S 4 KR 332/01 ER

Land
Nordrhein-Westfalen
Sozialgericht
SG Düsseldorf (NRW)
Sachgebiet
Krankenversicherung
Abteilung
4
1. Instanz
SG Düsseldorf (NRW)
Aktenzeichen
S 4 KR 332/01 ER
Datum
2. Instanz
LSG Nordrhein-Westfalen
Aktenzeichen
-
Datum
-
3. Instanz
Bundessozialgericht
Aktenzeichen
-
Datum
-
Kategorie
Beschluss
1.) Die Antragsgegnerin wird im Wege der einstweiligen Anordnung vorläufig verpflichtet, die Kosten für die von H verordnete kombinierte Chemotherapie mit den Arzneimitteln Taxol und Epirubicin ab Dezember 2002 bis zum Abschluss des Hauptverfahrens zu erstatten bzw. zu übernehmen. 2.) Im Übrigen wird der Antrag zurückgewiesen. 3.) Die Antragsgegnerin trägt die Hälfte der erstattungsfähigen außergerichtlichen Kosten der Antragstellerin.

Gründe:

I. Die am 00.00.0000 geborene Antragstellerin begehrt die Erstattung der Kosten für die Arzneimittel Taxol bzw. Paclitaxel und Epirubicin bzw. Farmorubicin für die Monate ab August 2001.

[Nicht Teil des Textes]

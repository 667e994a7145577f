//! Report loading and validation.
//!
//! Records are deserialized with every field optional, then validated one by
//! one so that a missing field is reported with its record index instead of
//! silently skewing an average.

use std::io::ErrorKind;
use std::path::Path;

use qgate_core::errors::ReportError;
use serde::Deserialize;

use super::types::{AnalysisReport, DimensionResult, FileAnalysis};

#[derive(Debug, Deserialize)]
#[serde(rename_all = "camelCase")]
struct RawFileAnalysis {
    #[serde(default, alias = "path", alias = "filePath")]
    file: Option<String>,
    #[serde(default)]
    overall_score: Option<f64>,
    #[serde(default)]
    results: Option<Vec<RawDimensionResult>>,
}

#[derive(Debug, Deserialize)]
struct RawDimensionResult {
    #[serde(default)]
    dimension: Option<String>,
    #[serde(default)]
    score: Option<f64>,
}

/// Read and validate the report at `path`.
pub fn load_report(path: &Path) -> Result<AnalysisReport, ReportError> {
    let text = std::fs::read_to_string(path).map_err(|e| match e.kind() {
        ErrorKind::NotFound => ReportError::NotFound {
            path: path.display().to_string(),
        },
        _ => ReportError::Io {
            path: path.display().to_string(),
            source: e,
        },
    })?;
    let report = parse_report(&text, &path.display().to_string())?;
    tracing::info!(
        path = %path.display(),
        files = report.len(),
        "loaded analysis report"
    );
    Ok(report)
}

/// Parse and validate report JSON. `origin` labels parse errors.
pub fn parse_report(text: &str, origin: &str) -> Result<AnalysisReport, ReportError> {
    let raw: Vec<RawFileAnalysis> =
        serde_json::from_str(text).map_err(|e| ReportError::Parse {
            path: origin.to_string(),
            message: e.to_string(),
        })?;

    if raw.is_empty() {
        return Err(ReportError::Empty);
    }

    let files = raw
        .into_iter()
        .enumerate()
        .map(|(index, record)| validate_record(index, record))
        .collect::<Result<Vec<_>, _>>()?;

    Ok(AnalysisReport::new(files))
}

fn validate_record(index: usize, raw: RawFileAnalysis) -> Result<FileAnalysis, ReportError> {
    let file = raw.file;
    let overall_score = raw.overall_score.ok_or_else(|| ReportError::MissingField {
        index,
        file: file.clone(),
        field: "overallScore",
    })?;
    check_range(index, &file, "overallScore", overall_score)?;

    let raw_results = raw.results.ok_or_else(|| ReportError::MissingField {
        index,
        file: file.clone(),
        field: "results",
    })?;

    let mut results = Vec::with_capacity(raw_results.len());
    for result in raw_results {
        let dimension = result.dimension.ok_or_else(|| ReportError::MissingField {
            index,
            file: file.clone(),
            field: "results.dimension",
        })?;
        if dimension.trim().is_empty() {
            return Err(ReportError::BlankDimension { index, file });
        }
        let score = result.score.ok_or_else(|| ReportError::MissingField {
            index,
            file: file.clone(),
            field: "results.score",
        })?;
        check_range(index, &file, &format!("{dimension} score"), score)?;
        results.push(DimensionResult { dimension, score });
    }

    Ok(FileAnalysis {
        file,
        overall_score,
        results,
    })
}

fn check_range(
    index: usize,
    file: &Option<String>,
    field: &str,
    value: f64,
) -> Result<(), ReportError> {
    if value.is_finite() && (0.0..=100.0).contains(&value) {
        Ok(())
    } else {
        Err(ReportError::ScoreOutOfRange {
            index,
            file: file.clone(),
            field: field.to_string(),
            value,
        })
    }
}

Die Antragstellerin erkrankte im April 2000 an einem progredienten, metastasierenden postmenopausalen Mamma-Karzinom im Stadium pT1c pNO pMX G2. Am 12.04.2000 wurde eine brusterhaltende Operation mit axillärer Lymphomodektomie durchgeführt. Vom 05.12.2000 bis Februar 2001 wurde die Klägerin mit Tomoxifen 20 mg tgl. behandelt.

Nach dem Auftreten von Lebermetastasen wurde ab Februar 2001 eine palliative Chemotherapie nach dem CMF-Protokoll durchgeführt. Von April bis Juli 2001 schlossen sich 5 Zyklen mit Navelbine und 5 FU an.

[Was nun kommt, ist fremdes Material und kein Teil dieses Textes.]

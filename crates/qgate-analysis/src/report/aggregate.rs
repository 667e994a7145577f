//! Score aggregation across all files of a report.
//!
//! overall   = mean(overallScore) over every file
//! dimension = mean(per-file dimension score) over the files reporting it
//!
//! A file that reports a dimension more than once contributes the mean of
//! its own entries, so every file carries equal weight.

use std::collections::BTreeMap;

use qgate_core::errors::ReportError;
use serde::{Deserialize, Serialize};

use super::types::AnalysisReport;

/// Aggregate score for one dimension.
#[derive(Debug, Clone, Copy, PartialEq, Serialize, Deserialize)]
pub struct DimensionAggregate {
    pub mean: f64,
    /// Number of files that reported this dimension.
    pub files: usize,
}

/// Aggregates computed once per report and shared by every gate.
#[derive(Debug, Clone, PartialEq, Serialize, Deserialize)]
pub struct ReportAggregates {
    pub file_count: usize,
    pub overall: f64,
    pub dimensions: BTreeMap<String, DimensionAggregate>,
}

impl ReportAggregates {
    /// Mean score for `dimension`, if any file reported it.
    pub fn dimension(&self, dimension: &str) -> Option<f64> {
        self.dimensions.get(dimension).map(|d| d.mean)
    }

    /// Resolve a gate target: a dimension aggregate, or the overall score.
    pub fn resolve(&self, dimension: Option<&str>) -> Option<f64> {
        match dimension {
            Some(d) => self.dimension(d),
            None => Some(self.overall),
        }
    }
}

#[derive(Default)]
struct Accumulator {
    sum: f64,
    count: usize,
}

impl Accumulator {
    fn add(&mut self, value: f64) {
        self.sum += value;
        self.count += 1;
    }

    fn mean(&self) -> f64 {
        self.sum / self.count as f64
    }
}

/// Compute overall and per-dimension aggregates.
///
/// Fails only for an empty report, where no mean is defined.
pub fn aggregate(report: &AnalysisReport) -> Result<ReportAggregates, ReportError> {
    if report.is_empty() {
        return Err(ReportError::Empty);
    }

    let mut overall = Accumulator::default();
    let mut across_files: BTreeMap<&str, Accumulator> = BTreeMap::new();

    for file in &report.files {
        overall.add(file.overall_score);

        let mut within_file: BTreeMap<&str, Accumulator> = BTreeMap::new();
        for result in &file.results {
            within_file
                .entry(result.dimension.as_str())
                .or_default()
                .add(result.score);
        }
        for (dimension, acc) in within_file {
            across_files.entry(dimension).or_default().add(acc.mean());
        }
    }

    let dimensions: BTreeMap<String, DimensionAggregate> = across_files
        .into_iter()
        .map(|(dimension, acc)| {
            (
                dimension.to_string(),
                DimensionAggregate {
                    mean: acc.mean(),
                    files: acc.count,
                },
            )
        })
        .collect();

    for (dimension, agg) in &dimensions {
        tracing::debug!(dimension = %dimension, mean = agg.mean, files = agg.files, "dimension aggregate");
    }
    tracing::debug!(overall = overall.mean(), files = overall.count, "overall aggregate");

    Ok(ReportAggregates {
        file_count: overall.count,
        overall: overall.mean(),
        dimensions,
    })
}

Mit Schreiben vom 29.08.2001 beantragte der die Antragstellerin behandelnde Arzt, H, Facharzt für Hämatologie und internistische Onkologie bei der Antragsgegnerin die Kostenübernahme für eine kombinierte Therapie aus den Präparaten Taxol und Epirubicin. Die Therapie hätte zu diesem Zeitpunkt geändert werden müssen, weil die bis dahin durchgeführte Therapie keinen Erfolg gehabt hätte.

Mit Schreiben vom 25.09.2001 lehnte die Antragsgegnerin die Kostenübernahme ab. Beide Mittel seien in der ambulanten vertragsärztlichen Versorgung für verordnungsfähig. Die Verwendung nebeneinander widerspreche jedoch der indikationsgerechten Arzneimittelzulassung.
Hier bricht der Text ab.